> [What you will do]: Show every line in the records below that contains the word "match".

> [Records to use]:
------------------------------
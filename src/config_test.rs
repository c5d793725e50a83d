use super::*;
use std::sync::{Mutex, MutexGuard, PoisonError};

/// Serializes env mutation across the tests in this file.
static ENV_LOCK: Mutex<()> = Mutex::new(());

fn env_guard() -> MutexGuard<'static, ()> {
    ENV_LOCK.lock().unwrap_or_else(PoisonError::into_inner)
}

/// # Safety
/// Callers must hold `env_guard()`.
unsafe fn clear_where_env() {
    unsafe {
        std::env::remove_var("PORT");
        std::env::remove_var("WHERE_DEFAULT_ZOOM");
        std::env::remove_var("WHERE_ZOOM_FLOOR");
        std::env::remove_var("WHERE_PROBE_REQUEST_TIMEOUT_SECS");
        std::env::remove_var("WHERE_PROBE_CONNECT_TIMEOUT_SECS");
        std::env::remove_var("WHERE_AGENT_KEY");
        std::env::remove_var("WHERE_NICKNAME");
        std::env::remove_var("WHERE_AVATAR_URL");
    }
}

#[test]
fn from_env_uses_defaults() {
    let _guard = env_guard();
    unsafe { clear_where_env() };

    let cfg = WhereConfig::from_env().unwrap();
    assert_eq!(cfg, WhereConfig::default());
    assert_eq!(cfg.avatar_url, DEFAULT_AVATAR_URL);
    assert_eq!(
        cfg.probe_timeouts,
        ProbeTimeouts {
            request_secs: DEFAULT_PROBE_REQUEST_TIMEOUT_SECS,
            connect_secs: DEFAULT_PROBE_CONNECT_TIMEOUT_SECS
        }
    );
}

#[test]
fn from_env_parses_overrides() {
    let _guard = env_guard();
    unsafe {
        clear_where_env();
        std::env::set_var("PORT", "8088");
        std::env::set_var("WHERE_DEFAULT_ZOOM", "0.5");
        std::env::set_var("WHERE_ZOOM_FLOOR", "0.1");
        std::env::set_var("WHERE_PROBE_REQUEST_TIMEOUT_SECS", "42");
        std::env::set_var("WHERE_PROBE_CONNECT_TIMEOUT_SECS", "not-a-number");
        std::env::set_var("WHERE_AGENT_KEY", "agent-x");
        std::env::set_var("WHERE_NICKNAME", "Xavi");
    }

    let cfg = WhereConfig::from_env().unwrap();
    assert_eq!(cfg.port, 8088);
    assert!((cfg.default_zoom - 0.5).abs() < f64::EPSILON);
    assert!((cfg.zoom_floor - 0.1).abs() < f64::EPSILON);
    assert_eq!(cfg.probe_timeouts, ProbeTimeouts { request_secs: 42, connect_secs: DEFAULT_PROBE_CONNECT_TIMEOUT_SECS });
    assert_eq!(cfg.agent_key, "agent-x");
    assert_eq!(cfg.nickname, "Xavi");

    unsafe { clear_where_env() };
}

#[test]
fn from_env_rejects_non_positive_zoom() {
    let _guard = env_guard();
    unsafe {
        clear_where_env();
        std::env::set_var("WHERE_DEFAULT_ZOOM", "0");
    }

    let err = WhereConfig::from_env().unwrap_err().to_string();
    assert!(err.contains("WHERE_DEFAULT_ZOOM must be a positive number"));

    unsafe { clear_where_env() };
}

#[test]
fn from_env_rejects_floor_above_default() {
    let _guard = env_guard();
    unsafe {
        clear_where_env();
        std::env::set_var("WHERE_ZOOM_FLOOR", "2.0");
    }

    let err = WhereConfig::from_env().unwrap_err().to_string();
    assert!(err.contains("exceeds WHERE_DEFAULT_ZOOM"));

    unsafe { clear_where_env() };
}

#[test]
fn from_env_rejects_bad_port() {
    let _guard = env_guard();
    unsafe {
        clear_where_env();
        std::env::set_var("PORT", "99999");
    }

    let err = WhereConfig::from_env().unwrap_err().to_string();
    assert!(err.contains("invalid PORT"));

    unsafe { clear_where_env() };
}
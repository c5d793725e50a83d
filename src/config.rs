//! Runtime configuration parsed from environment variables.

use crate::error::ErrorCode;
use crate::registry::{DEFAULT_ZOOM, DEFAULT_ZOOM_FLOOR};

pub const DEFAULT_PORT: u16 = 3000;
pub const DEFAULT_PROBE_REQUEST_TIMEOUT_SECS: u64 = 10;
pub const DEFAULT_PROBE_CONNECT_TIMEOUT_SECS: u64 = 5;
pub const DEFAULT_AGENT_KEY: &str = "local-agent";
pub const DEFAULT_NICKNAME: &str = "me";
pub const DEFAULT_AVATAR_URL: &str = "https://i.imgur.com/oIrcAO8.jpg";

#[derive(Debug, thiserror::Error)]
pub enum ConfigError {
    #[error("config parse failed: {0}")]
    Parse(String),
}

impl ErrorCode for ConfigError {
    fn error_code(&self) -> &'static str {
        match self {
            Self::Parse(_) => "E_CONFIG_PARSE",
        }
    }
}

#[derive(Debug, Clone, Copy, PartialEq, Eq)]
pub struct ProbeTimeouts {
    pub request_secs: u64,
    pub connect_secs: u64,
}

impl Default for ProbeTimeouts {
    fn default() -> Self {
        Self { request_secs: DEFAULT_PROBE_REQUEST_TIMEOUT_SECS, connect_secs: DEFAULT_PROBE_CONNECT_TIMEOUT_SECS }
    }
}

#[derive(Debug, Clone, PartialEq)]
pub struct WhereConfig {
    pub port: u16,
    pub default_zoom: f64,
    pub zoom_floor: f64,
    pub probe_timeouts: ProbeTimeouts,
    pub agent_key: String,
    pub nickname: String,
    pub avatar_url: String,
}

impl Default for WhereConfig {
    fn default() -> Self {
        Self {
            port: DEFAULT_PORT,
            default_zoom: DEFAULT_ZOOM,
            zoom_floor: DEFAULT_ZOOM_FLOOR,
            probe_timeouts: ProbeTimeouts::default(),
            agent_key: DEFAULT_AGENT_KEY.into(),
            nickname: DEFAULT_NICKNAME.into(),
            avatar_url: DEFAULT_AVATAR_URL.into(),
        }
    }
}

impl WhereConfig {
    /// Build typed config from environment variables.
    ///
    /// All optional:
    /// - `PORT`: default 3000
    /// - `WHERE_DEFAULT_ZOOM`: zoom factor for newly seen spaces, default 1.0
    /// - `WHERE_ZOOM_FLOOR`: lowest zoom factor, default 0.01
    /// - `WHERE_PROBE_REQUEST_TIMEOUT_SECS`: default 10
    /// - `WHERE_PROBE_CONNECT_TIMEOUT_SECS`: default 5
    /// - `WHERE_AGENT_KEY`, `WHERE_NICKNAME`, `WHERE_AVATAR_URL`: local participant
    ///
    /// # Errors
    ///
    /// Returns an error if `PORT` or a zoom value is malformed, or if the zoom
    /// values are not positive.
    pub fn from_env() -> Result<Self, ConfigError> {
        let port = match std::env::var("PORT") {
            Ok(raw) => raw
                .parse::<u16>()
                .map_err(|_| ConfigError::Parse(format!("invalid PORT: {raw}")))?,
            Err(_) => DEFAULT_PORT,
        };

        let default_zoom = parse_positive_f64("WHERE_DEFAULT_ZOOM", DEFAULT_ZOOM)?;
        let zoom_floor = parse_positive_f64("WHERE_ZOOM_FLOOR", DEFAULT_ZOOM_FLOOR)?;
        if zoom_floor > default_zoom {
            return Err(ConfigError::Parse(format!(
                "WHERE_ZOOM_FLOOR ({zoom_floor}) exceeds WHERE_DEFAULT_ZOOM ({default_zoom})"
            )));
        }

        let probe_timeouts = ProbeTimeouts {
            request_secs: env_parse_u64("WHERE_PROBE_REQUEST_TIMEOUT_SECS", DEFAULT_PROBE_REQUEST_TIMEOUT_SECS),
            connect_secs: env_parse_u64("WHERE_PROBE_CONNECT_TIMEOUT_SECS", DEFAULT_PROBE_CONNECT_TIMEOUT_SECS),
        };

        Ok(Self {
            port,
            default_zoom,
            zoom_floor,
            probe_timeouts,
            agent_key: std::env::var("WHERE_AGENT_KEY").unwrap_or_else(|_| DEFAULT_AGENT_KEY.into()),
            nickname: std::env::var("WHERE_NICKNAME").unwrap_or_else(|_| DEFAULT_NICKNAME.into()),
            avatar_url: std::env::var("WHERE_AVATAR_URL").unwrap_or_else(|_| DEFAULT_AVATAR_URL.into()),
        })
    }
}

fn env_parse_u64(key: &str, default: u64) -> u64 {
    std::env::var(key)
        .ok()
        .and_then(|v| v.parse::<u64>().ok())
        .unwrap_or(default)
}

fn parse_positive_f64(key: &str, default: f64) -> Result<f64, ConfigError> {
    let Ok(raw) = std::env::var(key) else {
        return Ok(default);
    };
    match raw.parse::<f64>() {
        Ok(v) if v.is_finite() && v > 0.0 => Ok(v),
        _ => Err(ConfigError::Parse(format!("{key} must be a positive number, got '{raw}'"))),
    }
}

#[cfg(test)]
#[path = "config_test.rs"]
mod tests;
------------------------------
> [Finished exercise]:
        match self {
        let port = match std::env::var("PORT") {
    match raw.parse::<f64>() {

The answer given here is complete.